::: Input data
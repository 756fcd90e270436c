//! Error taxonomy for agent construction and outcome reporting.
//!
//! Every variant is a contract violation by the caller; none are transient.

use thiserror::Error;

/// Errors raised synchronously by the call that violates the contract.
#[derive(Debug, Clone, PartialEq, Error)]
pub enum BanditError {
    /// Empty prior list, or a shape parameter that is not finite and strictly positive.
    #[error("invalid configuration: {0}")]
    InvalidConfiguration(String),
    /// Arm index outside `[0, arm_count)`.
    #[error("invalid choice: arm {choice} out of range for {arm_count} arms")]
    InvalidChoice { choice: usize, arm_count: usize },
    /// Reward that is neither 0 nor 1.
    #[error("invalid reward: {0} (expected 0 or 1)")]
    InvalidReward(u8),
}

/// Crate-wide result alias.
pub type Result<T> = std::result::Result<T, BanditError>;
::::::
Problem to work on: Reproduce every line above, keeping each word exactly as it appears.

Answer to this problem:
repository 756fcd90e270436c
//! Error taxonomy for agent construction and outcome reporting.
//!
//! Every variant is a contract violation by the caller; none are transient.

use thiserror::Error;

/// Errors raised synchronously by the call that violates the contract.
#[derive(Debug, Clone, PartialEq, Error)]
pub enum BanditError {
    /// Empty prior list, or a shape parameter that is not finite and strictly positive.
    #[error("invalid configuration: {0}")]
    InvalidConfiguration(String),
    /// Arm index outside `[0, arm_count)`.
    #[error("invalid choice: arm {choice} out of range for {arm_count} arms")]
    InvalidChoice { choice: usize, arm_count: usize },
    /// Reward that is neither 0 nor 1.
    #[error("invalid reward: {0} (expected 0 or 1)")]
    InvalidReward(u8),
}

/// Crate-wide result alias.
pub type Result<T> = std::result::Result<T, BanditError>;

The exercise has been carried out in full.